Starbucks was wrong.  Jerry Baldwin, one of the founders, made a mistake.  He thought the beans were the point, not the coffee.  Left to Jerry’s vision of the future, Starbucks would certainly have failed.  It took Howard Schultz, a trip to Italy, and an obsession with espresso to turn Starbucks into Starbucks.  And Howard gets a lot of credit for making that happen.

But what if the “wrong” Starbucks had never been built?  What if Jerry and his partners had said, “Well, we’re not sure if this bean thing is going to work, so let’s do nothing”?  Without Jerry Baldwin and his flawed idea for a coffee bean store, there’d be no Frappuccino.  One led to the other by the usual route, which is never a straight line.

The original Starship Enterprise was conceived by Matt Jefferies.  It looked like a cross between a Frisbee and a can opener.  Clearly wrong.

But Matt had the drive to deliver.  He took the wrong start and revised and improved and innovated until the Enterprise we know and love came to be.  The hardest part, it seems to me, was the first one, the wrong one.

Poking doesn’t mean right.  It means action.

The above is an excerpt from Poke The Box by Seth Godin.  It raises some very important questions.  Like what happened to creativity?  What happened to initiative?  What happened to the desire to do important work?  What happened to the childhood wonder and adventure we all used to have – where we constantly pushed limits and chartered into unknown territory?  Did we all get old and fall into a world of “safe” and “predictable”?

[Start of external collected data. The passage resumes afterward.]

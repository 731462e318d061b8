//! HTTP surface of the relay: the three handshake routes and their state.
//!
//! The flow walks `Idle -> AwaitingAuthorization -> AwaitingCallback ->
//! Completed`, with `Denied` or an error page possible at any point. `/start`
//! obtains the request token and registers it as pending, the provider sends
//! the user back to `/callback`, and the handler exchanges the verifier,
//! persists the grant, and retires the pending entry.

// crates.io
use axum::{
	Router,
	extract::{Query, State},
	http::StatusCode,
	response::{Html, IntoResponse, Response},
	routing::get,
};
use tokio::net::TcpListener;
use tower_http::trace::TraceLayer;
// self
use crate::{
	_prelude::*,
	error::TransportError,
	handshake::HandshakeClient,
	pages,
	pending::PendingStore,
	store::{GrantStore, StoreError},
};

/// Application state shared across all handlers.
#[derive(Clone)]
pub struct AppState {
	/// Signed-exchange client for the provider endpoints.
	pub client: Arc<HandshakeClient>,
	/// Pending request-token registry, scoped to the server's lifetime.
	pub pending: Arc<PendingStore>,
	/// Persistence for completed access grants.
	pub grants: Arc<dyn GrantStore>,
	/// External callback URL announced to the provider.
	pub callback_url: Url,
}
impl AppState {
	/// Creates state with a fresh, empty pending registry.
	pub fn new(client: Arc<HandshakeClient>, grants: Arc<dyn GrantStore>, callback_url: Url) -> Self {
		Self { client, pending: Arc::new(PendingStore::default()), grants, callback_url }
	}
}
impl Debug for AppState {
	fn fmt(&self, f: &mut Formatter) -> FmtResult {
		f.debug_struct("AppState")
			.field("callback_url", &self.callback_url)
			.field("pending", &self.pending.len())
			.finish()
	}
}

/// Builds the relay router over `state`.
pub fn router(state: AppState) -> Router {
	Router::new()
		.route("/", get(index))
		.route("/start", get(start))
		.route("/callback", get(callback))
		.layer(TraceLayer::new_for_http())
		.with_state(state)
}

/// Binds `addr` and serves the relay until the task is stopped.
pub async fn serve(state: AppState, addr: std::net::SocketAddr) -> Result<()> {
	let listener = TcpListener::bind(addr).await.map_err(TransportError::from)?;

	tracing::info!(%addr, "relay listening");

	axum::serve(listener, router(state)).await.map_err(TransportError::from)?;

	Ok(())
}

/// Query parameters delivered by the provider's callback redirect.
#[derive(Debug, Deserialize)]
pub struct CallbackParams {
	/// Request token being completed.
	pub oauth_token: Option<String>,
	/// One-time verifier issued after user approval.
	pub oauth_verifier: Option<String>,
	/// Set (to the request token) when the user declined authorization.
	pub denied: Option<String>,
}

async fn index() -> Html<String> {
	Html(pages::index())
}

async fn start(State(state): State<AppState>) -> Result<Html<String>, ErrorPage> {
	let request_token = state.client.request_token(&state.callback_url).await?;
	let authorize_url = state.client.descriptor().authorize_url(&request_token.token);

	tracing::info!(token = %request_token.token, "request token issued");
	state.pending.insert(request_token.token, request_token.secret);

	Ok(Html(pages::start(&authorize_url)))
}

async fn callback(
	State(state): State<AppState>,
	Query(params): Query<CallbackParams>,
) -> Result<Html<String>, ErrorPage> {
	if let Some(denied) = params.denied {
		if state.pending.remove(&denied).is_some() {
			tracing::info!(token = %denied, "pending request token discarded after denial");
		}

		return Err(Error::Denied.into());
	}

	let token = params.oauth_token.ok_or(Error::MissingParameter { name: "oauth_token" })?;
	let verifier =
		params.oauth_verifier.ok_or(Error::MissingParameter { name: "oauth_verifier" })?;
	// Anti-forgery guard: only tokens this process issued may complete.
	let secret = state.pending.secret_of(&token).ok_or(Error::TokenNotFound)?;
	let grant = state.client.access_token(&token, &secret, &verifier).await?;

	state.grants.save(&grant)?;
	// Retire the entry only after exchange + save, so a transient failure
	// leaves the handshake retryable while a replay hits TokenNotFound.
	state.pending.remove(&token);
	tracing::info!(
		screen_name = %grant.screen_name,
		user_id = %grant.user_id,
		"access grant persisted"
	);

	Ok(Html(pages::success(&grant)))
}

/// Handler error that renders as a user-facing HTML error page.
#[derive(Debug)]
pub struct ErrorPage(Error);
impl From<Error> for ErrorPage {
	fn from(e: Error) -> Self {
		Self(e)
	}
}
impl From<StoreError> for ErrorPage {
	fn from(e: StoreError) -> Self {
		Self(e.into())
	}
}
impl IntoResponse for ErrorPage {
	fn into_response(self) -> Response {
		let status = match &self.0 {
			Error::MissingParameter { .. } => StatusCode::BAD_REQUEST,
			Error::TokenNotFound | Error::Denied => StatusCode::FORBIDDEN,
			Error::Provider { .. } | Error::Parse { .. } | Error::Transport(_) =>
				StatusCode::BAD_GATEWAY,
			Error::Storage(_) | Error::Config(_) => StatusCode::INTERNAL_SERVER_ERROR,
		};
		let message = self.0.to_string();

		if status.is_server_error() {
			tracing::error!(status = %status, error = %message, "handshake failed");
		} else {
			tracing::warn!(status = %status, error = %message, "handshake rejected");
		}

		(status, Html(pages::error(&message))).into_response()
	}
}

If you are deliberately trying to create a future that feels safe and predictable, you will willfully ignore the future that is likely.  So don’t be afraid to start something new or take the first step into the unknown and, most importantly, don’t be afraid to fail.  For often out of failure comes our greatest discoveries and our greatest triumphs.

Happy Wednesday!

(Chad)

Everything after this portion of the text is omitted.